Im März 2018 war Zentralasien unser Ziel. In 10 Tagen wollten wir uns Eindrücke aus “1001 Nacht” in den früheren Sowjetrepubliken Kasachstan, Kirgisistan und Usbekistan einholen. Ein Ziel war hierbei auch die kirgisische Hauptstadt Bischkek, in der „rein zufällig“ genau jetzt das Qualifikationsspiel zur Asienmeisterschaft gegen Indien anstand.

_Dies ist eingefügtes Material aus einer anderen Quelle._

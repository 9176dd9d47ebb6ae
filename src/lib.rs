#![allow(non_snake_case, clippy::upper_case_acronyms)]

pub mod api;
pub mod arrays;
pub mod blocks;
pub mod codec;
pub mod error;
pub mod header;
mod rev1_data;
mod utils;

pub use error::{Rev1Error, Result};
pub use rev1_data::Rev1;
pub use utils::Rev1Lines;

/// Parse the complete text of a Rev-1 file.
pub fn parse(text: &str) -> Result<Rev1> {
    Rev1::from_text(text)
}
use std::ops::Range;

use crate::arrays::Arrays;
use crate::blocks::BlockType;
use crate::error::{Rev1Error, Result};
use crate::utils;

//=====================================================================
// Every block in the XSS array needs to implement the following traits:
// - PullFromXss:
//     - Pull the raw tokens of the block from the XSS array. By default
//       the block runs from its JXS entry up to the JXS entry of the
//       following block (or the end of the XSS array for the last one).
// - Process:
//     - Convert the tokens produced by PullFromXss into the final data
//       structure.
//
// If both of these traits are implemented, we automatically implement
// the Parse trait, which calls the two other traits in order.
//=====================================================================

pub trait PullFromXss {
    const BLOCK_TYPE: BlockType;

    fn pull_from_xss_array<'a>(arrays: &Arrays<'a>) -> Result<&'a [&'a str]> {
        let range = block_range(&Self::BLOCK_TYPE, arrays)?;
        Ok(&arrays.xss[range])
    }
}

pub trait Process {
    fn process(data: &[&str], arrays: &Arrays) -> Result<Self>
    where
        Self: Sized;
}

pub trait Parse: PullFromXss + Process {
    fn parse(arrays: &Arrays) -> Result<Self>
    where
        Self: Sized,
    {
        let data = Self::pull_from_xss_array(arrays)?;
        Self::process(data, arrays)
    }
}

impl<T> Parse for T where T: PullFromXss + Process {}

//=====================================================================
// Helper functions to make working with the XSS array easier.
//=====================================================================

// 0-indexed range of a block within the XSS token array. JXS entries
// are 1-indexed, so every boundary is shifted down by one.
pub fn block_range(block_type: &BlockType, arrays: &Arrays) -> Result<Range<usize>> {
    let start = arrays.jxs.get(block_type);
    let end = match block_type.next() {
        Some(next_block) => arrays.jxs.get(&next_block),
        None => arrays.xss.len() + 1,
    };

    let block_start = utils::to_zero_based(start, 1).map_err(|_| {
        Rev1Error::Range(format!("{} block has an invalid JXS start of {}", block_type, start))
    })?;
    let block_end = utils::to_zero_based(end, 1).map_err(|_| {
        Rev1Error::Range(format!("{} block has an invalid JXS end of {}", block_type, end))
    })?;

    if block_start > block_end {
        return Err(Rev1Error::Range(format!(
            "{} block starts at {} but the following block starts at {}",
            block_type, start, end
        )));
    }
    if block_end > arrays.xss.len() {
        return Err(Rev1Error::Range(format!(
            "{} block ends at {} but the XSS array only has {} entries",
            block_type,
            end,
            arrays.xss.len()
        )));
    }
    Ok(block_start..block_end)
}
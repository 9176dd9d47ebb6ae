use std::ops::Deref;

use crate::arrays::Arrays;
use crate::blocks::BlockType;
use crate::blocks::block_traits::{Process, PullFromXss};
use crate::error::Result;

//=====================================================================
// ZAMT data block
//
// ZA/MT identifiers of the cross sections, starting at JXS(2). These
// are kept as raw tokens, interpreting them is left to the caller.
//=====================================================================
#[derive(Debug, Clone, PartialEq)]
pub struct ZAMT( pub Vec<String> );

impl Deref for ZAMT {
    type Target = Vec<String>;

    fn deref(&self) -> &Self::Target {
        &self.0
    }
}

impl PullFromXss for ZAMT {
    const BLOCK_TYPE: BlockType = BlockType::ZAMT;
}

impl Process for ZAMT {
    fn process(data: &[&str], _arrays: &Arrays) -> Result<Self> {
        Ok(Self(data.iter().map(|token| token.to_string()).collect()))
    }
}

impl std::fmt::Display for ZAMT {
    fn fmt(&self, f: &mut std::fmt::Formatter<'_>) -> std::fmt::Result {
        write!(f, "ZAMT({} identifiers)", self.len())
    }
}

#[cfg(test)]
mod tests {
    use crate::utils::get_parsed_test_file;

    #[test]
    fn test_zamt_parsing() {
        let parsed_rev1 = get_parsed_test_file();

        let zamt = parsed_rev1.xss.ix_xs_zamt;
        assert_eq!(*zamt, vec!["13533748281".to_string(), "18".to_string()]);
    }
}
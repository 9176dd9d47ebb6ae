mod covariance_record;

pub use covariance_record::{to_json, write_json, CovarianceKey, CovarianceRecord};
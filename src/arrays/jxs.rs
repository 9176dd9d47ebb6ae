use crate::blocks::BlockType;
use crate::error::Result;
use crate::utils::{self, Rev1Lines};

//=====================================================================
// Represents the JXS array from a Rev-1 file. This array contains the
// 1-indexed starting positions of all data blocks in the XSS array,
// written over lines 8-11 of the file. Blocks are laid out back to
// back in the order of `BlockType`.
//=====================================================================

const JXS_LINES: (usize, usize) = (8, 12);
const JXS_LEN: usize = 5;

#[derive(Clone, Debug, PartialEq)]
pub struct JxsArray {
    pub ix_erg: usize,      // Energy grid
    pub ix_xs_zamt: usize,  // Cross section ZA/MT identifiers
    pub ix_xs_data: usize,  // Cross section data
    pub ix_cov: usize,      // Covariance descriptors
    pub ix_cov_data: usize, // Covariance data
}

impl JxsArray {
    pub fn from_lines(lines: &Rev1Lines) -> Result<Self> {
        let tokens = lines.tokens_in_line_range(JXS_LINES.0, Some(JXS_LINES.1))?;
        Self::from_tokens(&tokens)
    }

    pub fn from_tokens(tokens: &[&str]) -> Result<Self> {
        let tokens = utils::require_tokens(tokens, JXS_LEN, "JXS")?;
        let jxs_array = tokens
            .iter()
            .map(|token| utils::parse_usize(token, "JXS"))
            .collect::<Result<Vec<_>>>()?;

        Ok(Self {
            ix_erg: jxs_array[0],
            ix_xs_zamt: jxs_array[1],
            ix_xs_data: jxs_array[2],
            ix_cov: jxs_array[3],
            ix_cov_data: jxs_array[4],
        })
    }

    // Starting index of a block in the XSS array
    pub fn get(&self, block_type: &BlockType) -> usize {
        match block_type {
            BlockType::ERG => self.ix_erg,
            BlockType::ZAMT => self.ix_xs_zamt,
            BlockType::XSDATA => self.ix_xs_data,
            BlockType::COV => self.ix_cov,
            BlockType::COVDATA => self.ix_cov_data,
        }
    }
}

impl std::fmt::Display for JxsArray {
    fn fmt(&self, f: &mut std::fmt::Formatter<'_>) -> std::fmt::Result {
        write!(
            f,
            "JXS({}, {}, {}, {}, {})",
            self.ix_erg, self.ix_xs_zamt, self.ix_xs_data, self.ix_cov, self.ix_cov_data
        )
    }
}
use std::fs;
use std::path::Path;
use std::str::FromStr;

use log::info;

use crate::arrays::{IzawArray, JxsArray, NxsArray};
use crate::blocks::{CovInfo, Xss};
use crate::error::{Rev1Error, Result};
use crate::header::Header;
use crate::utils::{self, Rev1Lines};

// The XSS array starts on the thirteenth line of the file
const XSS_FIRST_LINE: usize = 12;

//=====================================================================
// A fully parsed Rev-1 file. Built once from the complete text of the
// file and never modified afterwards.
//
// See https://mcnp.lanl.gov/pdf_files/la-ur-17-20098.pdf for the
// meaning of the individual arrays.
//=====================================================================
#[derive(Clone, Debug, PartialEq)]
pub struct Rev1 {
    pub header: Header,
    pub aziz: IzawArray,
    pub nxs: NxsArray,
    pub jxs: JxsArray,
    pub xss: Xss,
}

impl Rev1 {
    pub fn from_REV1<P: AsRef<Path>>(file_path: P) -> Result<Self> {
        let path = file_path.as_ref();
        info!("Reading Rev-1 file {}", path.display());
        let text = fs::read_to_string(path)?;
        Self::from_text(&text)
    }

    pub fn from_text(text: &str) -> Result<Self> {
        let lines = Rev1Lines::new(text);

        // Process the header
        let header = Header::from_lines(&lines)?;

        // Process the IZAW array
        let aziz = IzawArray::from_lines(&lines)?;

        // Process the NXS array
        let nxs = NxsArray::from_lines(&lines)?;

        // Process the JXS array
        let jxs = JxsArray::from_lines(&lines)?;

        // Process the blocks out of the XSS array
        let xss_array = lines.tokens_in_line_range(XSS_FIRST_LINE, None)?;
        let xss = Xss::from_tokens(&xss_array, &nxs, &jxs)?;

        info!("Parsed {}: {} {}", header, nxs, xss);
        Ok(Self { header, aziz, nxs, jxs, xss })
    }

    /// Covariance data between two XSS coordinates, `end_ex` excluded.
    ///
    /// Both bounds are 1-indexed positions in the file (as stored in
    /// `CovInfo::ix_dat`), not indices into the covariance data block.
    pub fn ix_cov_data_slice(&self, start: usize, end_ex: usize) -> Result<&[f64]> {
        let base = self.jxs.ix_cov_data;
        let lo = utils::to_zero_based(start, base)?;
        let hi = utils::to_zero_based(end_ex, base)?;
        if lo > hi || hi > self.xss.ix_cov_data.len() {
            return Err(Rev1Error::Range(format!(
                "covariance data slice {}..{} outside of block {}..{}",
                start,
                end_ex,
                base,
                base.saturating_add(self.xss.ix_cov_data.len())
            )));
        }
        Ok(&self.xss.ix_cov_data[lo..hi])
    }

    /// The NG x NG covariance matrix described by `cov_info`, row by row.
    pub fn covariance_matrix(&self, cov_info: &CovInfo) -> Result<Vec<Vec<f64>>> {
        let base = usize::try_from(cov_info.ix_dat).map_err(|_| {
            Rev1Error::Range(format!("negative covariance data location {}", cov_info.ix_dat))
        })?;
        let row_len = self.nxs.ng;
        (0..row_len)
            .map(|row| -> Result<Vec<f64>> {
                let (row_start, row_end) = row
                    .checked_mul(row_len)
                    .and_then(|offset| base.checked_add(offset))
                    .and_then(|row_start| Some((row_start, row_start.checked_add(row_len)?)))
                    .ok_or_else(|| {
                        Rev1Error::Range(format!(
                            "row {} of a {} group matrix at {} overflows the file coordinates",
                            row, row_len, base
                        ))
                    })?;
                self.ix_cov_data_slice(row_start, row_end).map(|values| values.to_vec())
            })
            .collect()
    }

    /// Every covariance matrix in the file, in descriptor order.
    pub fn covariance_matrices(&self) -> Result<Vec<(CovInfo, Vec<Vec<f64>>)>> {
        self.xss
            .ix_cov
            .iter()
            .map(|cov_info| -> Result<(CovInfo, Vec<Vec<f64>>)> {
                Ok((*cov_info, self.covariance_matrix(cov_info)?))
            })
            .collect()
    }
}

impl FromStr for Rev1 {
    type Err = Rev1Error;

    fn from_str(text: &str) -> Result<Self> {
        Self::from_text(text)
    }
}

#[cfg(test)]
mod tests {
    use super::*;

    use std::io::Write;

    use tempfile::NamedTempFile;

    use crate::utils::{get_parsed_test_file, uncommented_test_file};

    #[test]
    fn test_parse_test_file() {
        let parsed_rev1 = get_parsed_test_file();
        assert_eq!(parsed_rev1.header.zaid, "98252.01v");
        assert_eq!(parsed_rev1.xss.ix_cov.len(), parsed_rev1.nxs.ncov);
    }

    #[test]
    fn test_from_REV1() {
        let mut test_file = NamedTempFile::new().unwrap();
        write!(test_file, "{}", uncommented_test_file()).unwrap();
        let parsed_rev1 = Rev1::from_REV1(test_file.path()).unwrap();
        assert_eq!(parsed_rev1, get_parsed_test_file());
    }

    #[test]
    fn test_from_str() {
        let parsed_rev1: Rev1 = uncommented_test_file().parse().unwrap();
        assert_eq!(parsed_rev1.jxs.ix_cov_data, 24);
    }

    #[test]
    fn test_missing_file() {
        let result = Rev1::from_REV1("test_nuclear_data_files/does_not_exist");
        assert!(matches!(result, Err(Rev1Error::Resource(_))));
    }

    #[test]
    fn test_truncated_file() {
        let text: String = uncommented_test_file().lines().take(9).map(|line| format!("{}\n", line)).collect();
        let result = Rev1::from_text(&text);
        assert!(matches!(result, Err(Rev1Error::Range(_))));
    }

    #[test]
    fn test_ix_cov_data_slice() {
        let parsed_rev1 = get_parsed_test_file();
        assert_eq!(parsed_rev1.ix_cov_data_slice(24, 26).unwrap(), &[1.0, 2.0]);
        assert_eq!(parsed_rev1.ix_cov_data_slice(28, 32).unwrap(), &[5.0, 6.0, 7.0, 8.0]);
        assert!(parsed_rev1.ix_cov_data_slice(30, 30).unwrap().is_empty());
    }

    #[test]
    fn test_ix_cov_data_slice_out_of_range() {
        let parsed_rev1 = get_parsed_test_file();
        // Before the covariance data block
        assert!(matches!(parsed_rev1.ix_cov_data_slice(23, 25), Err(Rev1Error::Range(_))));
        // Past the end of the XSS array
        assert!(matches!(parsed_rev1.ix_cov_data_slice(30, 33), Err(Rev1Error::Range(_))));
        // Reversed bounds
        assert!(matches!(parsed_rev1.ix_cov_data_slice(26, 25), Err(Rev1Error::Range(_))));
    }

    #[test]
    fn test_descriptors_point_into_cov_data() {
        let parsed_rev1 = get_parsed_test_file();
        let ng = parsed_rev1.nxs.ng;
        for cov_info in parsed_rev1.xss.ix_cov.iter() {
            let ix_dat = cov_info.ix_dat as usize;
            assert!(ix_dat >= parsed_rev1.jxs.ix_cov_data);
            assert_eq!(parsed_rev1.ix_cov_data_slice(ix_dat, ix_dat + ng).unwrap().len(), ng);
        }
    }

    #[test]
    fn test_covariance_matrix() {
        let parsed_rev1 = get_parsed_test_file();
        let matrices = parsed_rev1.covariance_matrices().unwrap();
        assert_eq!(matrices.len(), 2);
        assert_eq!(matrices[0].1, vec![vec![1.0, 2.0], vec![3.0, 4.0]]);
        assert_eq!(matrices[1].1, vec![vec![5.0, 6.0], vec![7.0, 8.0]]);
        for (_, matrix) in &matrices {
            assert_eq!(matrix.len(), parsed_rev1.nxs.ng);
            assert!(matrix.iter().all(|row| row.len() == parsed_rev1.nxs.ng));
        }
    }

    #[test]
    fn test_covariance_matrix_out_of_range() {
        let parsed_rev1 = get_parsed_test_file();
        let mut cov_info = parsed_rev1.xss.ix_cov[1];
        cov_info.ix_dat = 30;
        assert!(matches!(parsed_rev1.covariance_matrix(&cov_info), Err(Rev1Error::Range(_))));
        cov_info.ix_dat = -1;
        assert!(matches!(parsed_rev1.covariance_matrix(&cov_info), Err(Rev1Error::Range(_))));
    }

    #[test]
    fn test_covariance_matrix_huge_group_count() {
        let mut parsed_rev1 = get_parsed_test_file();
        let cov_info = parsed_rev1.xss.ix_cov[0];
        for ng in [usize::MAX, usize::MAX - 1, 1 << (usize::BITS / 2)] {
            parsed_rev1.nxs.ng = ng;
            assert!(matches!(parsed_rev1.covariance_matrix(&cov_info), Err(Rev1Error::Range(_))));
        }
    }
}
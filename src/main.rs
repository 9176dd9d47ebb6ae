use std::path::PathBuf;

use anyhow::{Context, Result};
use clap::Parser;
use log::info;

use rev1_cov::api::{self, CovarianceRecord};
use rev1_cov::Rev1;

/// Convert the covariance matrices of a Rev-1 file to JSON
#[derive(Parser, Debug)]
#[command(name = "rev1-cov", version, about)]
struct Cli {
    /// Rev-1 file to read
    #[arg(default_value = "REV1.01v")]
    input: PathBuf,

    /// JSON file to write
    #[arg(short, long, default_value = "converted.json")]
    output: PathBuf,

    /// Pretty-print the JSON output
    #[arg(long)]
    pretty: bool,
}

fn main() -> Result<()> {
    tracing_subscriber::fmt()
        .with_env_filter(
            tracing_subscriber::EnvFilter::try_from_default_env()
                .unwrap_or_else(|_| "rev1_cov=info".into()),
        )
        .init();

    let cli = Cli::parse();

    let rev1 = Rev1::from_REV1(&cli.input)
        .with_context(|| format!("Failed to parse Rev-1 file: {}", cli.input.display()))?;
    let records = CovarianceRecord::from_Rev1(&rev1)?;
    api::write_json(&records, &cli.output, cli.pretty)?;

    info!("Converted {} to {}", cli.input.display(), cli.output.display());
    Ok(())
}
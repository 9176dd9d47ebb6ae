use crate::error::{Rev1Error, Result};

//=====================================================================
// Line-oriented view over the text of a Rev-1 file. Records in the
// file live on fixed line ranges, so everything is pulled out as
// whitespace-separated tokens from a range of lines. A token never
// spans more than one line.
//=====================================================================
#[derive(Clone, Debug)]
pub struct Rev1Lines<'a> {
    lines: Vec<&'a str>,
}

impl<'a> Rev1Lines<'a> {
    pub fn new(text: &'a str) -> Self {
        Self { lines: text.split('\n').collect() }
    }

    pub fn len(&self) -> usize {
        self.lines.len()
    }

    pub fn is_empty(&self) -> bool {
        self.lines.is_empty()
    }

    pub fn line(&self, index: usize) -> Result<&'a str> {
        self.lines.get(index).copied().ok_or_else(|| {
            Rev1Error::Range(format!(
                "line {} requested but the file only has {} lines",
                index,
                self.lines.len()
            ))
        })
    }

    // Tokens from lines [start, end), or to the end of the file when `end` is None
    pub fn tokens_in_line_range(&self, start: usize, end: Option<usize>) -> Result<Vec<&'a str>> {
        let end = end.unwrap_or(self.lines.len());
        if start > end || end > self.lines.len() {
            return Err(Rev1Error::Range(format!(
                "line range {}..{} requested but the file only has {} lines",
                start,
                end,
                self.lines.len()
            )));
        }
        Ok(self.lines[start..end]
            .iter()
            .flat_map(|line| line.split_whitespace())
            .collect())
    }
}
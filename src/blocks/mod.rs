mod block_types;
mod block_traits;
mod block_processor;
mod cov_info;
mod erg;
mod zamt;
mod xsdata;
mod cov;
mod covdata;

pub use block_types::BlockType;
pub use block_processor::Xss;
pub use cov_info::{CovInfo, COV_INFO_LEN};

pub use erg::ERG;
pub use zamt::ZAMT;
pub use xsdata::XSDATA;
pub use cov::COV;
pub use covdata::COVDATA;
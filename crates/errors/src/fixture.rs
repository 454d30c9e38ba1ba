//! Container fixture error types

use thiserror::Error;

#[derive(Debug, Clone, Error)]
#[non_exhaustive]
pub enum FixtureError {
    #[error("failed to start {service} container: {message}")]
    StartFailed { service: String, message: String },

    #[error("failed to stop {service} container: {message}")]
    StopFailed { service: String, message: String },

    #[error("container runtime error for {service}: {message}")]
    Runtime { service: String, message: String },

    #[error("seed import failed for {service}: {message}")]
    SeedImportFailed { service: String, message: String },

    #[error("registry holds a different fixture type under this fingerprint")]
    RegistryTypeMismatch,
}

impl FixtureError {
    /// Wrap a container runtime error with the owning service name
    #[must_use]
    pub fn runtime(service: &str, err: impl std::fmt::Display) -> Self {
        Self::Runtime {
            service: service.to_string(),
            message: err.to_string(),
        }
    }
}
//! Publishing connection parameters for the application under test

use std::collections::BTreeMap;
use std::sync::{Mutex, PoisonError};

/// Publishes fixture connection parameters as process environment variables
/// and remembers what was published.
///
/// Environment variables are the process-wide channel the application under
/// test reads its configuration from, so publishing is deliberately
/// process-global; the sink itself is owned by one session.
#[derive(Debug, Default)]
pub struct PropertySink {
    published: Mutex<BTreeMap<String, String>>,
}

impl PropertySink {
    #[must_use]
    pub fn new() -> Self {
        Self::default()
    }

    /// Publish the given pairs, overwriting earlier values for equal keys.
    pub fn publish(&self, properties: Vec<(String, String)>) {
        let mut published = self
            .published
            .lock()
            .unwrap_or_else(PoisonError::into_inner);
        for (key, value) in properties {
            tracing::debug!(key = %key, "publishing fixture property");
            std::env::set_var(&key, &value);
            published.insert(key, value);
        }
    }

    /// Value published under `key`, if any
    #[must_use]
    pub fn get(&self, key: &str) -> Option<String> {
        self.published
            .lock()
            .unwrap_or_else(PoisonError::into_inner)
            .get(key)
            .cloned()
    }

    /// Keys published so far
    #[must_use]
    pub fn keys(&self) -> Vec<String> {
        self.published
            .lock()
            .unwrap_or_else(PoisonError::into_inner)
            .keys()
            .cloned()
            .collect()
    }
}
//! Deepest-first removal of staged trees

use berth_errors::{Error, SeedError};
use std::path::{Path, PathBuf};

/// Remove a staged tree in full, deepest-first.
///
/// A missing `dest_root` is a no-op, which makes repeated calls safe.
/// Individual paths that refuse to delete are logged and skipped; the rest
/// of the tree is still attempted.
///
/// # Errors
///
/// Returns `SeedError::CleanupFailed` if the tree cannot be enumerated at
/// all (for example an unreadable directory). Per-path delete failures do
/// not surface here.
pub async fn unstage(dest_root: &Path) -> Result<(), Error> {
    let dest_root = dest_root.to_path_buf();

    tokio::task::spawn_blocking(move || remove_tree(&dest_root))
        .await
        .map_err(|e| Error::internal(format!("unstage task failed: {e}")))??;

    Ok(())
}

fn remove_tree(root: &Path) -> Result<(), Error> {
    if !root.exists() {
        tracing::debug!(path = %root.display(), "staging root already gone, nothing to clean");
        return Ok(());
    }

    let mut paths = Vec::new();
    collect_tree(root, &mut paths).map_err(|e| SeedError::cleanup(root, &e))?;

    // A parent sorts before its descendants, so reversing the sorted list
    // deletes deepest entries first and directories only once empty.
    paths.sort_unstable();
    paths.reverse();

    tracing::debug!(path = %root.display(), entries = paths.len(), "removing staged tree");

    for path in &paths {
        let removed = match std::fs::symlink_metadata(path) {
            Ok(metadata) if metadata.is_dir() => std::fs::remove_dir(path),
            Ok(_) => std::fs::remove_file(path),
            Err(e) => Err(e),
        };
        if let Err(e) = removed {
            tracing::warn!(
                path = %path.display(),
                error = %e,
                "failed to remove staged path, continuing"
            );
        }
    }

    Ok(())
}

fn collect_tree(root: &Path, out: &mut Vec<PathBuf>) -> std::io::Result<()> {
    out.push(root.to_path_buf());

    let metadata = std::fs::symlink_metadata(root)?;
    if metadata.is_dir() {
        for entry in std::fs::read_dir(root)? {
            collect_tree(&entry?.path(), out)?;
        }
    }

    Ok(())
}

Etwa eine Million Menschen leben in der Stadt am Rand des Pamirgebirge, welche ursprünglich als Karawanenstadt der Seidenstraße gegründet wurde. Da der Boom der Stadt erst mit der Abspaltung von der Sowjetunion in den frühen Neunzigern begann, sind traditionelle Bauten oder Sehenswürdigkeiten weitestgehend Fehlanzeige. Nur der örtliche “Osh Bazar” ist als zentraler Markt für Lebensmittel wie regionales Obst, Gewürze und Pferdefleisch eine wunderbare Anlaufstelle. Wer es gerne rustikal mag, der kann auch ein paar Stunden in einem Hamam verbringen. Vor allem das zentral gelegene “Zhyrgal” hat uns hier überrascht, da wir nicht damit rechneten, in einem Badehaus für die arme Bevölkerung zu landen. Abgefahren… Ansonsten ist die Stadt geprägt von viel Einheits-Plattenbau aus der Zeit des Sozialismus.

Groundhopping Kirgisistan
Auf dem Osh Basar in Bischkek

Ab in den Gästeblock!

In der Gruppe 1 der dritten Qualifikationsrunde traf Kirgisistan im letzten Spiel auf Indien, jedoch waren beide Teams aufgrund der guten vorherigen Ergebnisse bereits für das Turnier in VAE im Frühjahr 2019 qualifiziert. Sicherheitshalber organisierten wir unsere Tickets doch schon am Tag vor dem Spieltag am Stadion. Der netten, älteren Ticketverkäuferin waren wir wohl etwas zu suspekt: Sechs weiße Nasen wollen Tickets für das Spiel Kirgisistan gegen Indien. Die Typen sehen nicht aus wie Kirgisen, also müssen sie Inder sein – also ab mit ihnen in den Gästeblock!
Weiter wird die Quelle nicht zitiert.